--- START ---
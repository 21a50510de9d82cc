//! In-process store backed by a concurrent map.

use std::time::{Duration, Instant};

use async_trait::async_trait;
use dashmap::DashMap;

use crate::error::Result;

use super::Store;

/// An in-memory [`Store`] with per-key TTL expiry.
///
/// Entries are expired lazily: an expired key is dropped the next time it is
/// read. Suitable for tests and single-process deployments; production
/// backends live behind the same trait.
#[derive(Default)]
pub struct MemoryStore {
    entries: DashMap<String, Entry>,
}

struct Entry {
    value: String,
    expires_at: Instant,
}

impl MemoryStore {
    /// Create an empty store.
    pub fn new() -> Self {
        Self::default()
    }

    /// Get the number of live (unexpired) entries.
    pub fn len(&self) -> usize {
        let now = Instant::now();
        self.entries.iter().filter(|e| e.expires_at > now).count()
    }

    /// Check whether the store holds no live entries.
    pub fn is_empty(&self) -> bool {
        self.len() == 0
    }
}

#[async_trait]
impl Store for MemoryStore {
    async fn get(&self, key: &str) -> Result<Option<String>> {
        if let Some(entry) = self.entries.get(key) {
            if entry.expires_at > Instant::now() {
                return Ok(Some(entry.value.clone()));
            }
        } else {
            return Ok(None);
        }

        // Expired: drop it so the map does not accumulate stale windows.
        self.entries.remove(key);
        Ok(None)
    }

    async fn put(&self, key: &str, value: &str, ttl_seconds: u64) -> Result<()> {
        self.entries.insert(
            key.to_string(),
            Entry {
                value: value.to_string(),
                expires_at: Instant::now() + Duration::from_secs(ttl_seconds),
            },
        );
        Ok(())
    }

    async fn delete(&self, key: &str) -> Result<()> {
        self.entries.remove(key);
        Ok(())
    }
}
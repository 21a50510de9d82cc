//! Persisted window counter record.

use serde::{Deserialize, Serialize};

/// Compute the start of the fixed window containing `now`.
pub fn window_start(now: u64, window_seconds: u64) -> u64 {
    // A zero-length window would divide by zero; treat it as one second.
    let window = window_seconds.max(1);
    (now / window) * window
}

/// A per-key counter persisted in the store for the lifetime of one window.
///
/// The record self-expires via store TTL equal to the window length, so the
/// `window_start` field is a correctness check rather than the only expiry
/// mechanism: a record surviving past its window (the store is only
/// eventually consistent about TTLs) is still detected and discarded.
#[derive(Debug, Clone, Copy, PartialEq, Eq, Serialize, Deserialize)]
pub struct CounterRecord {
    /// Requests observed in this window so far
    pub count: u64,
    /// Start of the fixed window, epoch seconds
    pub window_start: u64,
}

impl CounterRecord {
    /// Fold one more observation into the record for `window_start`.
    ///
    /// A previous record from a different window (or none at all) starts a
    /// fresh window at count 1.
    pub fn observe(previous: Option<CounterRecord>, window_start: u64) -> Self {
        match previous {
            Some(prev) if prev.window_start == window_start => Self {
                count: prev.count + 1,
                window_start,
            },
            _ => Self {
                count: 1,
                window_start,
            },
        }
    }

    /// Parse a persisted record, treating malformed payloads as absent.
    pub fn from_json(raw: &str) -> Option<Self> {
        serde_json::from_str(raw).ok()
    }
}
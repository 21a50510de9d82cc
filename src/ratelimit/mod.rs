//! Rate limiting logic and state management.

mod counter;
mod key;
mod limiter;
mod policy;

pub use counter::CounterRecord;
pub use key::LimitKey;
pub use limiter::{CheckOptions, FailMode, RateLimitResult, RateLimiter};
pub use policy::{EndpointPolicy, PolicySet};

/// Current time as whole seconds since the Unix epoch.
pub(crate) fn unix_now() -> u64 {
    chrono::Utc::now().timestamp() as u64
}
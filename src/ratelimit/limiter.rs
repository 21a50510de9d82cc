//! Core admission check against the backing store.

use std::sync::Arc;

use serde::{Deserialize, Serialize};
use tracing::{debug, trace, warn};

use crate::error::{GatewardError, Result};
use crate::store::Store;

use super::counter::{window_start, CounterRecord};
use super::key::LimitKey;
use super::unix_now;

/// Policy for what to return when the backing store is unreachable.
#[derive(Debug, Clone, Copy, Default, PartialEq, Eq, Serialize, Deserialize)]
#[serde(rename_all = "lowercase")]
pub enum FailMode {
    /// Admit the request so a storage outage never blocks legitimate traffic
    #[default]
    Open,
    /// Deny the request; for endpoints where over-admission is unsafe
    Closed,
}

/// Per-call configuration for an admission check.
#[derive(Debug, Clone)]
pub struct CheckOptions {
    /// The rate-limit bucket identity, commonly `"{endpoint}:{identifier}"`
    pub key: String,
    /// Maximum admitted count per window
    pub limit: u64,
    /// Fixed window length in seconds
    pub window_seconds: u64,
    /// Key prefix for isolation between unrelated subsystems
    pub namespace: Option<String>,
    /// Store-failure policy
    pub fail_mode: FailMode,
}

impl CheckOptions {
    /// Create options for `key` with the default namespace and fail-open.
    pub fn new(key: impl Into<String>, limit: u64, window_seconds: u64) -> Self {
        Self {
            key: key.into(),
            limit,
            window_seconds,
            namespace: None,
            fail_mode: FailMode::Open,
        }
    }
}

/// Outcome of an admission check. Computed, never persisted.
#[derive(Debug, Clone, PartialEq, Eq, Serialize)]
pub struct RateLimitResult {
    /// Whether the request may proceed
    pub allowed: bool,
    /// Quota left in the current window
    pub remaining: u64,
    /// When the current window ends, epoch seconds
    pub reset_at: u64,
    /// Seconds until retry is worthwhile; present only when denied
    #[serde(skip_serializing_if = "Option::is_none")]
    pub retry_after: Option<u64>,
}

/// The store-backed fixed-window rate limiter.
///
/// Each check is one `get` and one `put` against the store. Two concurrent
/// checks for the same key may both read the same count and both write the
/// increment, under-enforcing the limit by one unit; the contract here is
/// soft admission control, not a hard quota.
pub struct RateLimiter {
    store: Arc<dyn Store>,
}

impl RateLimiter {
    /// Create a rate limiter over the given store.
    pub fn new(store: Arc<dyn Store>) -> Self {
        Self { store }
    }

    /// Check and consume one unit of quota for the bucket in `opts`.
    ///
    /// Never returns an error: store failures resolve through
    /// [`FailMode`], and malformed persisted state reads as a fresh window.
    pub async fn check(&self, opts: &CheckOptions) -> RateLimitResult {
        self.check_at(opts, unix_now()).await
    }

    /// [`check`](Self::check) with an explicit clock, for tests.
    pub(crate) async fn check_at(&self, opts: &CheckOptions, now: u64) -> RateLimitResult {
        match self.try_check(opts, now).await {
            Ok(result) => result,
            Err(e) => {
                warn!(
                    key = %opts.key,
                    fail_mode = ?opts.fail_mode,
                    error = %e,
                    "Store failure during admission check"
                );
                match opts.fail_mode {
                    FailMode::Open => RateLimitResult {
                        allowed: true,
                        remaining: opts.limit,
                        reset_at: now + opts.window_seconds,
                        retry_after: None,
                    },
                    FailMode::Closed => RateLimitResult {
                        allowed: false,
                        remaining: 0,
                        reset_at: now + opts.window_seconds,
                        retry_after: Some(opts.window_seconds),
                    },
                }
            }
        }
    }

    /// The fallible read-evaluate-write cycle behind `check`.
    async fn try_check(&self, opts: &CheckOptions, now: u64) -> Result<RateLimitResult> {
        let key = LimitKey::new(opts.namespace.as_deref(), &opts.key);
        let storage_key = key.storage_key();
        let window = window_start(now, opts.window_seconds);

        trace!(key = %key, window = window, "Checking rate limit");

        let previous = self
            .store
            .get(&storage_key)
            .await?
            .and_then(|raw| CounterRecord::from_json(&raw));

        let record = CounterRecord::observe(previous, window);

        let payload = serde_json::to_string(&record)
            .map_err(|e| GatewardError::Store(format!("encode counter record: {e}")))?;
        self.store
            .put(&storage_key, &payload, opts.window_seconds)
            .await?;

        let allowed = record.count <= opts.limit;
        let reset_at = record.window_start + opts.window_seconds;

        if !allowed {
            debug!(
                key = %key,
                count = record.count,
                limit = opts.limit,
                "Rate limit exceeded"
            );
        }

        Ok(RateLimitResult {
            allowed,
            remaining: opts.limit.saturating_sub(record.count),
            reset_at,
            retry_after: if allowed {
                None
            } else {
                Some(reset_at.saturating_sub(now))
            },
        })
    }
}
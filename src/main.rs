//! Bounce entry point
//!
//! In the browser this hooks the game up to the page's canvases and storage.
//! Natively it plays a headless game with a scripted pointer and prints how
//! it went.

#[cfg(target_arch = "wasm32")]
use wasm_bindgen::prelude::*;

#[cfg(target_arch = "wasm32")]
mod wasm_game {
    use std::cell::RefCell;
    use std::rc::Rc;

    use wasm_bindgen::prelude::*;

    use bounce::input::PointerInput;
    use bounce::persistence::WebStorage;
    use bounce::platform::web::{CanvasRenderer, Host, attach_listeners};
    use bounce::sim::Arena;
    use bounce::{Game, GameStats, Settings};

    pub fn run() -> Result<(), JsValue> {
        console_error_panic_hook::set_once();
        if console_log::init_with_level(log::Level::Info).is_err() {
            web_sys::console::warn_1(&"Logger already initialised".into());
        }

        log::info!("Bounce starting...");

        let window = web_sys::window().ok_or_else(|| JsValue::from_str("no window"))?;
        let local = WebStorage::local()
            .ok_or_else(|| JsValue::from_str("localStorage unavailable"))?;
        let session = WebStorage::session()
            .ok_or_else(|| JsValue::from_str("sessionStorage unavailable"))?;

        let settings = Settings::load(&local);
        let autostart = settings.autostart;
        let stats = GameStats::new(local, session);

        let width = window.inner_width()?.as_f64().unwrap_or(800.0).floor();
        let height = window.inner_height()?.as_f64().unwrap_or(600.0).floor();
        let arena = Arena::for_canvas(width, height);
        let renderer = CanvasRenderer::new(arena.bounds)?;

        let pointer = Rc::new(RefCell::new(PointerInput::new()));
        let seed = js_sys::Date::now() as u64;
        let mut game = Game::new(arena, renderer, Rc::clone(&pointer), stats)
            .with_settings(settings)
            .with_seed(seed);
        game.draw();
        game.play(None, autostart);

        let host = Host::new(game, pointer);
        attach_listeners(&host)?;
        host.schedule();

        log::info!("Bounce running!");
        Ok(())
    }
}

#[cfg(target_arch = "wasm32")]
#[wasm_bindgen(start)]
pub fn wasm_main() -> Result<(), JsValue> {
    wasm_game::run()
}

#[cfg(not(target_arch = "wasm32"))]
mod headless {
    use std::cell::RefCell;
    use std::error::Error;
    use std::fs;
    use std::path::PathBuf;
    use std::rc::Rc;

    use clap::Parser;
    use glam::DVec2;

    use bounce::consts::FRAME_INTERVAL_MS;
    use bounce::input::PointerInput;
    use bounce::persistence::MemoryStorage;
    use bounce::platform::{FixedStepClock, run_until_idle};
    use bounce::renderer::{DrawCall, RecordingRenderer};
    use bounce::sim::{Arena, Difficulty};
    use bounce::{Game, GameStats, ScoreStore, Tuning};

    #[derive(Parser, Debug)]
    #[command(name = "bounce")]
    #[command(about = "Play a headless Bounce game with a scripted pointer")]
    struct Args {
        /// Canvas width in pixels
        #[arg(long, default_value_t = 800.0)]
        width: f64,

        /// Canvas height in pixels (the arena is the top half)
        #[arg(long, default_value_t = 600.0)]
        height: f64,

        /// dumb, easy, normal, tough or insane (or 1-5)
        #[arg(short, long, value_parser = parse_difficulty, default_value = "normal")]
        difficulty: Difficulty,

        /// Seed for the oscillating difficulties
        #[arg(long, default_value_t = 0)]
        seed: u64,

        /// Stop after this many frames even if the game is still running
        #[arg(long, default_value_t = 3600)]
        frames: usize,

        /// Milliseconds between frames
        #[arg(long, default_value_t = FRAME_INTERVAL_MS)]
        frame_interval: f64,

        /// JSON file overriding the default tuning
        #[arg(long)]
        tuning: Option<PathBuf>,

        /// Radius of the circle's scripted orbit, as a fraction of the arena height
        #[arg(long, default_value_t = 0.2)]
        orbit: f64,
    }

    fn parse_difficulty(s: &str) -> Result<Difficulty, String> {
        Difficulty::parse(s).ok_or_else(|| {
            format!("unknown difficulty '{s}' (expected dumb, easy, normal, tough or insane)")
        })
    }

    pub fn run() -> Result<(), Box<dyn Error>> {
        env_logger::init();
        let args = Args::parse();

        let tuning = match &args.tuning {
            Some(path) => Tuning::from_json(&fs::read_to_string(path)?)?,
            None => Tuning::default(),
        };

        let arena = Arena::for_canvas(args.width, args.height);
        let bounds = arena.bounds;
        let home = arena.circle.center;
        let orbit = DVec2::new(bounds.height, bounds.height) * args.orbit;

        let pointer = Rc::new(RefCell::new(PointerInput::new()));
        let stats = GameStats::new(MemoryStorage::new(), MemoryStorage::new());
        let mut game = Game::new(arena, RecordingRenderer::new(), Rc::clone(&pointer), stats)
            .with_tuning(tuning)
            .with_seed(args.seed);
        game.draw();
        game.play(Some(args.difficulty), true);

        log::info!(
            "Playing {} in a {}x{} arena",
            args.difficulty.as_str(),
            bounds.width,
            bounds.height
        );

        // The pointer grabs the circle, then circles around the spawn point
        let mut clock = FixedStepClock::new(args.frame_interval);
        let frames = run_until_idle(&mut game, &mut clock, args.frames, |frame, game| {
            let circle = game.arena().circle;
            let mut p = pointer.borrow_mut();
            if frame == 0 {
                p.press(circle.center, &circle);
                return;
            }
            let t = frame as f64 * args.frame_interval / 1000.0;
            p.pointer_moved(home + orbit * DVec2::new(t.sin(), (t * 0.7).cos() - 1.0));
        });
        if game.stop() {
            log::info!("Frame budget reached, game stopped");
        }

        let shape_draws = game
            .renderer()
            .count(|c| matches!(c, DrawCall::Shapes(_)));

        println!();
        println!("=== BOUNCE ===");
        println!("  Difficulty: {}", args.difficulty.as_str());
        println!("  Frames:     {frames}");
        println!("  Survived:   {:.2}s", game.elapsed_ms() / 1000.0);
        println!("  Score:      {}", game.score());
        println!("  Phase:      {:?}", game.phase());
        println!("  High score: {}", game.store().high_score());
        println!("  Redraws:    {shape_draws}");
        Ok(())
    }
}

#[cfg(not(target_arch = "wasm32"))]
fn main() -> Result<(), Box<dyn std::error::Error>> {
    headless::run()
}

#[cfg(target_arch = "wasm32")]
fn main() {
    // WASM entry point is wasm_main, this is just to satisfy the compiler
}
--- END ---
**WORK TASK**
Exactly how many lines in the records above hold the string "bounds"? Reply with that number only.

**ANSWER SECTION**
5